I understand how to do general arithmetic operations in AVX2. However, there are conditional operations in scalar code I would like to translate to AVX2. How shall I do it? For example, I would like to vectorize

double arr[4] = {1.0,2.0,3.0,4.0};
double condition = 3.0;
for (int i = 0; i < 4; i++) {
    if (arr[i] < condition) {
        arr[i] *= 1.75;
    }
    else {
        arr[i] *= 6.5;
    }
}
for (auto i : arr) {
    std::cout << i << '\t';
}

Expected output:

1.75 3.5 19.5 26

How can I perform conditional operations like above in AVX2?

Vladislav Kogan · Accepted Answer · 2022-12-12T02:37:35.553

Use AVX2 conditional operations. Calculate both possible outputs on whole vectors. After that save those particular results that satisfy your conditions (mask). For your case:

double arr[4] = { 1.0,2.0,3.0,4.0 };
double condition = 3.0;
__m256d vArr = _mm256_loadu_pd(&arr[0]);
__m256d vMultiplier1 = _mm256_set1_pd(1.75);
__m256d vMultiplier2 = _mm256_set1_pd(6.5); 
__m256d vFirstResult = _mm256_mul_pd(vArr, vMultiplier1); //if-branch
__m256d vSecondResult = _mm256_mul_pd(vArr, vMultiplier2); //else-branch
__m256d vCondition = _mm256_set1_pd(condition);

vCondition= _mm256_cmp_pd(vArr, vCondition, _CMP_LT_OQ); //a < b ordered (non-signalling)
// Use mask to choose between _firstResult and _secondResult for each element
vFirstResult = _mm256_blendv_pd(vSecondResult, vFirstResult, vCondition);

double res[4];
_mm256_storeu_pd(&res[0], vFirstResult);
for (auto i : res) {
    std::cout << i << '\t';
}

Possible alternative approach instead of BLENDV is combination of AND, ANDNOT and OR. However BLENDV is much better both in simplicity and performance. Use BLENDV as long as you have as least SSE4.1 and don't have AVX512 yet.

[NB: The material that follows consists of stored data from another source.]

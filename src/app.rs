//! # Router
//!
//! Wires handlers, middleware and shared state into the Axum application.

use crate::handlers::{auth, health::health_check, passkeys, users::get_current_user};
use crate::middleware;
use crate::state::AppState;
use axum::{
    middleware as axum_middleware,
    routing::{delete, get, post},
    Router,
};
use tower_http::cors::{Any, CorsLayer};
use tower_http::services::ServeDir;
use tower_http::trace::TraceLayer;

/// Build the application router
///
/// ## Routes
/// - `GET /health`
/// - `POST /api/auth/register`, `/api/auth/authenticate`, `/api/auth/password`
/// - `POST /api/auth/logout`, `GET /api/auth/session`
/// - `GET /api/passkeys`, `DELETE /api/passkeys/{username}`
/// - `GET /api/users/me` (signed-in users only)
///
/// Anything else is served from the `static` directory.
pub fn router(state: AppState) -> Router {
    // CORS is wide open for the demo; restrict origins in production
    let cors = CorsLayer::new()
        .allow_origin(Any)
        .allow_methods(Any)
        .allow_headers(Any);

    let protected_routes = Router::new()
        .route("/api/users/me", get(get_current_user))
        .layer(axum_middleware::from_fn_with_state(
            state.clone(),
            middleware::auth::require_auth,
        ));

    Router::new()
        .route("/health", get(health_check))
        // Passkey ceremonies and the password path
        .route("/api/auth/register", post(auth::register))
        .route("/api/auth/authenticate", post(auth::authenticate))
        .route("/api/auth/password", post(auth::password))
        // Session management
        .route("/api/auth/logout", post(auth::logout))
        .route("/api/auth/session", get(auth::session_info))
        // Local credential registry
        .route("/api/passkeys", get(passkeys::list_passkeys))
        .route("/api/passkeys/{username}", delete(passkeys::delete_passkey))
        .merge(protected_routes)
        .fallback_service(ServeDir::new("static"))
        .layer(cors)
        .layer(TraceLayer::new_for_http())
        .with_state(state)
}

For information about what _CMP_LT_OQ mean and can be see Dave Dopson's table. You can do whatever comparisons you want changing this accordingly.

There are detailed notes by Peter Cordes about conditional operations in AVX2 and AVX512. There are more examples on conditional vectorization (with SSE and AVX512 examples) in Agner Fog's "Optimizing C++" in chapter 12.4 on pages 121-124.

Maybe you aren't want to do some computations in else-branch or explicitly want to zero it. So that your expected output will look like

1.75    3.5     0.0       0.0

It that case you can you a bit more faster instruction sequence since you're not have to think about else-branch. There are at least 2 ways to achieve speedup:

Removing second multiplication, but keeping blendv. Instead of _secondResult just use zeroed vector (it can be global const).
Removing both second multiplication and blendv, and replacing blendv with AND mask. This variant uses zeroed vector as well.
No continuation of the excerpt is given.